▶ **TRY IT**
Locate each line in the records containing "iter". Copy it.

▶ **EXCERPTED RECORDS**

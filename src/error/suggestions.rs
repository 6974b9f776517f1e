//! Fix suggestion database for inkwright errors.
//!
//! Provides actionable fix suggestions mapped to specific error types,
//! including commands, context explanations, and prevention tips.

use crate::core::provider::Provider;

// =============================================================================
// Fix Suggestion Types
// =============================================================================

/// A fix suggestion for an error.
///
/// Contains actionable information to help users resolve errors.
#[derive(Debug, Clone)]
pub struct FixSuggestion {
    /// Primary fix commands in order of preference.
    /// These should be copy-paste ready for the terminal.
    pub commands: Vec<String>,

    /// Explanation of why this error occurred.
    /// Should help users understand the root cause.
    pub context: String,

    /// Tips to prevent this error in the future.
    pub prevention: Option<String>,

    /// Link to documentation for more information.
    pub doc_url: Option<String>,

    /// Whether this can potentially be auto-fixed.
    pub auto_fixable: bool,
}

impl FixSuggestion {
    /// Creates a new fix suggestion with required fields.
    #[must_use]
    pub fn new(commands: Vec<String>, context: impl Into<String>) -> Self {
        Self {
            commands,
            context: context.into(),
            prevention: None,
            doc_url: None,
            auto_fixable: false,
        }
    }

    /// Builder: adds prevention tips.
    #[must_use]
    pub fn with_prevention(mut self, prevention: impl Into<String>) -> Self {
        self.prevention = Some(prevention.into());
        self
    }

    /// Builder: adds documentation URL.
    #[must_use]
    pub fn with_doc_url(mut self, url: impl Into<String>) -> Self {
        self.doc_url = Some(url.into());
        self
    }

    /// Builder: marks as auto-fixable.
    #[must_use]
    pub const fn auto_fixable(mut self) -> Self {
        self.auto_fixable = true;
        self
    }
}

// =============================================================================
// API Key Helpers
// =============================================================================

/// Normalizes a provider reference to its CLI name.
///
/// Errors carry display names ("Google Gemini"); embedded commands need the
/// name the user actually types ("gemini").
#[must_use]
pub fn provider_cli_name(provider: &str) -> String {
    Provider::ALL
        .iter()
        .find(|p| {
            p.display_name().eq_ignore_ascii_case(provider)
                || p.cli_name().eq_ignore_ascii_case(provider)
        })
        .map_or_else(|| provider.to_lowercase(), |p| p.cli_name().to_string())
}

/// Returns the commands to configure a key (or daemon) for a provider.
#[must_use]
pub fn key_setup_commands_for(provider: &str) -> Vec<String> {
    let name = provider_cli_name(provider);
    match name.as_str() {
        "ollama" => vec![
            "ollama serve".to_string(),
            "# Pull a model first: ollama pull llama3.2".to_string(),
        ],
        "lmstudio" => vec![
            "# Start the LM Studio local server (Developer tab)".to_string(),
            "inkwright probe lmstudio".to_string(),
        ],
        "custom" => vec![
            "inkwright key set custom".to_string(),
            "# Set the endpoint URL in config.toml under [providers.custom]".to_string(),
        ],
        _ => vec![
            format!("inkwright key set {}", name),
            format!("inkwright probe {}", name),
        ],
    }
}

/// Returns the key-management console URL for a provider, when known.
#[must_use]
pub fn key_doc_for(provider: &str) -> Option<String> {
    match provider_cli_name(provider).as_str() {
        "openai" => Some("https://platform.openai.com/api-keys".to_string()),
        "claude" => Some("https://console.anthropic.com/settings/keys".to_string()),
        "gemini" => Some("https://aistudio.google.com/app/apikey".to_string()),
        "groq" => Some("https://console.groq.com/keys".to_string()),
        "openrouter" => Some("https://openrouter.ai/keys".to_string()),
        "mistral" => Some("https://console.mistral.ai/api-keys".to_string()),
        "deepseek" => Some("https://platform.deepseek.com/api_keys".to_string()),
        "together" => Some("https://api.together.ai/settings/api-keys".to_string()),
        "perplexity" => Some("https://www.perplexity.ai/settings/api".to_string()),
        "cohere" => Some("https://dashboard.cohere.com/api-keys".to_string()),
        "ollama" => Some("https://ollama.com/download".to_string()),
        "lmstudio" => Some("https://lmstudio.ai".to_string()),
        _ => None,
    }
}

// =============================================================================
// Suggestion Generators
// =============================================================================

/// Generates fix suggestions for invalid input errors.
#[must_use]
pub fn invalid_input_suggestions(reason: &str) -> Vec<FixSuggestion> {
    vec![FixSuggestion::new(
        vec!["inkwright process --help".to_string()],
        format!(
            "The input text was rejected before any provider was contacted: {}. \
             Text must be non-empty, at least 3 characters, at most 10000 \
             characters, and free of script markup.",
            reason
        ),
    )]
}

/// Generates fix suggestions for missing credential errors.
#[must_use]
pub fn missing_credential_suggestions(provider: &str) -> Vec<FixSuggestion> {
    let mut suggestion = FixSuggestion::new(
        key_setup_commands_for(provider),
        format!(
            "No API key is configured for {}. This provider requires a key \
             before any request can be dispatched; without one, only the \
             offline processor is available.",
            provider
        ),
    );
    if let Some(url) = key_doc_for(provider) {
        suggestion = suggestion.with_doc_url(url);
    }
    vec![
        suggestion.with_prevention(
            "Run `inkwright probe <provider>` after setting a key to confirm it \
             is accepted before relying on it.",
        ),
    ]
}

/// Generates fix suggestions for unknown provider errors.
#[must_use]
pub fn unknown_provider_suggestions(name: &str) -> Vec<FixSuggestion> {
    vec![FixSuggestion::new(
        vec![
            "inkwright providers".to_string(),
            "inkwright select provider <name>".to_string(),
        ],
        format!(
            "Unknown provider: '{}'. Use `inkwright providers` to see the \
             available catalog.",
            name
        ),
    )]
}

/// Generates fix suggestions for unknown model errors.
#[must_use]
pub fn unknown_model_suggestions(provider: &str, model: &str) -> Vec<FixSuggestion> {
    vec![FixSuggestion::new(
        vec![
            "inkwright providers".to_string(),
            format!("inkwright select provider {}", provider_cli_name(provider)),
        ],
        format!(
            "The model '{}' is not offered by {}. Selecting the provider again \
             resets the model to the first one it lists.",
            model, provider
        ),
    )]
}

/// Generates fix suggestions for timeout errors.
#[must_use]
pub fn timeout_suggestions(provider: &str, seconds: u64) -> Vec<FixSuggestion> {
    vec![
        FixSuggestion::new(
            vec![
                format!("inkwright probe {}", provider_cli_name(provider)),
                "inkwright config show".to_string(),
            ],
            format!(
                "The {} provider did not respond within {}s. This could be due \
                 to network issues or provider slowness; the request fell back \
                 to the offline processor.",
                provider, seconds
            ),
        )
        .with_prevention(
            "Raise `timeout_seconds` under [general] in config.toml if the \
             provider is consistently slow but reachable.",
        ),
    ]
}

/// Generates fix suggestions for generic network errors.
#[must_use]
pub fn network_suggestions(detail: &str) -> Vec<FixSuggestion> {
    vec![FixSuggestion::new(
        vec!["inkwright probe --all".to_string()],
        format!(
            "Network error: {}. Check your internet connection; for local \
             daemons, check that the server process is running.",
            detail
        ),
    )]
}

/// Generates fix suggestions for upstream provider errors.
#[must_use]
pub fn upstream_suggestions(provider: &str, detail: &str) -> Vec<FixSuggestion> {
    vec![
        FixSuggestion::new(
            vec![format!("inkwright probe {}", provider_cli_name(provider))],
            format!(
                "The {} API returned an error: {}. Results continue to come \
                 from the offline processor until the provider recovers.",
                provider, detail
            ),
        )
        .with_prevention(
            "Check the provider's status page for known outages. A 401/403 \
             usually means the key was revoked or mistyped.",
        ),
    ]
}

/// Generates fix suggestions for malformed response errors.
#[must_use]
pub fn malformed_response_suggestions(provider: &str, detail: &str) -> Vec<FixSuggestion> {
    vec![FixSuggestion::new(
        vec![format!("inkwright probe {}", provider_cli_name(provider))],
        format!(
            "A response from {} could not be normalized: {}. This may indicate \
             an API shape change or a proxy interfering with the body.",
            provider, detail
        ),
    )]
}

/// Generates fix suggestions for missing endpoint errors.
#[must_use]
pub fn no_endpoint_suggestions(provider: &str) -> Vec<FixSuggestion> {
    vec![FixSuggestion::new(
        vec![
            "inkwright config show".to_string(),
            format!(
                "# Set [providers.{}] endpoint = \"https://...\" in config.toml",
                provider_cli_name(provider)
            ),
        ],
        format!(
            "No endpoint is configured for {}. Requests to it cannot be \
             dispatched until an endpoint URL is set.",
            provider
        ),
    )]
}

/// Generates fix suggestions for config parse errors.
#[must_use]
pub fn config_parse_suggestions(path: &str, message: &str) -> Vec<FixSuggestion> {
    vec![
        FixSuggestion::new(
            vec![
                format!("$EDITOR {}", path),
                "inkwright config init --force".to_string(),
            ],
            format!(
                "The config file has a syntax error. The TOML parser reported: {}",
                message
            ),
        )
        .with_prevention(
            "Run `inkwright config show` after editing to check the effective \
             values.",
        ),
    ]
}

/// Generates fix suggestions for invalid config value errors.
#[must_use]
pub fn config_invalid_suggestions(key: &str, value: &str, message: &str) -> Vec<FixSuggestion> {
    vec![FixSuggestion::new(
        vec!["inkwright config show".to_string()],
        format!(
            "Invalid config value for '{}': '{}'. {}",
            key, value, message
        ),
    )]
}

/// Generates fix suggestions for storage errors.
#[must_use]
pub fn storage_suggestions(path: &str, detail: &str) -> Vec<FixSuggestion> {
    vec![FixSuggestion::new(
        vec![
            format!("ls -la {}", path),
            "# Check file permissions and disk space".to_string(),
        ],
        format!(
            "Reading or writing {} failed: {}. Keys and selection are persisted \
             there; until the file is writable, changes will not survive a \
             restart.",
            path, detail
        ),
    )]
}

// =============================================================================
// Tests
// =============================================================================

#[cfg(test)]
mod tests {
    use super::*;

    #[test]
    fn fix_suggestion_builder() {
        let suggestion = FixSuggestion::new(vec!["cmd1".to_string()], "Test context")
            .with_prevention("Prevent tip")
            .with_doc_url("https://example.com")
            .auto_fixable();

        assert_eq!(suggestion.commands, vec!["cmd1"]);
        assert_eq!(suggestion.context, "Test context");
        assert_eq!(suggestion.prevention, Some("Prevent tip".to_string()));
        assert_eq!(suggestion.doc_url, Some("https://example.com".to_string()));
        assert!(suggestion.auto_fixable);
    }

    #[test]
    fn key_setup_commands_for_cloud_providers() {
        let openai_cmds = key_setup_commands_for("openai");
        assert!(openai_cmds.iter().any(|c| c.contains("key set openai")));

        let groq_cmds = key_setup_commands_for("groq");
        assert!(groq_cmds.iter().any(|c| c.contains("key set groq")));
    }

    #[test]
    fn display_names_normalize_to_cli_names() {
        assert_eq!(provider_cli_name("Google Gemini"), "gemini");
        assert_eq!(provider_cli_name("LM Studio"), "lmstudio");
        assert_eq!(provider_cli_name("OpenAI"), "openai");
        assert_eq!(provider_cli_name("no-such-provider"), "no-such-provider");

        let cmds = key_setup_commands_for("Google Gemini");
        assert!(cmds.iter().any(|c| c.contains("key set gemini")));
    }

    #[test]
    fn key_setup_commands_for_local_daemons() {
        let ollama_cmds = key_setup_commands_for("ollama");
        assert!(ollama_cmds.iter().any(|c| c.contains("ollama serve")));

        let lmstudio_cmds = key_setup_commands_for("lmstudio");
        assert!(lmstudio_cmds.iter().any(|c| c.contains("probe lmstudio")));
    }

    #[test]
    fn key_docs_for_known_providers() {
        assert!(key_doc_for("openai").is_some());
        assert!(key_doc_for("claude").is_some());
        assert!(key_doc_for("gemini").is_some());
        assert!(key_doc_for("unknown_xyz").is_none());
    }

    #[test]
    fn missing_credential_suggestions_have_commands() {
        let suggestions = missing_credential_suggestions("openai");
        assert!(!suggestions.is_empty());
        assert!(!suggestions[0].commands.is_empty());
        assert!(suggestions[0].commands.iter().any(|c| c.contains("openai")));
        assert!(suggestions[0].doc_url.is_some());
    }

    #[test]
    fn timeout_suggestions_include_provider() {
        let suggestions = timeout_suggestions("groq", 30);
        assert!(!suggestions.is_empty());
        assert!(suggestions[0].context.contains("groq"));
        assert!(suggestions[0].context.contains("30"));
    }

    #[test]
    fn unknown_model_suggestions_name_both_parts() {
        let suggestions = unknown_model_suggestions("groq", "gpt-4");
        assert!(!suggestions.is_empty());
        assert!(suggestions[0].context.contains("gpt-4"));
        assert!(suggestions[0].context.contains("groq"));
    }
}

▶ **RESULT OF THE EXERCISE**
        .iter()
        assert!(openai_cmds.iter().any(|c| c.contains("key set openai")));
        assert!(groq_cmds.iter().any(|c| c.contains("key set groq")));
        assert!(cmds.iter().any(|c| c.contains("key set gemini")));
        assert!(ollama_cmds.iter().any(|c| c.contains("ollama serve")));
        assert!(lmstudio_cmds.iter().any(|c| c.contains("probe lmstudio")));
        assert!(suggestions[0].commands.iter().any(|c| c.contains("openai")));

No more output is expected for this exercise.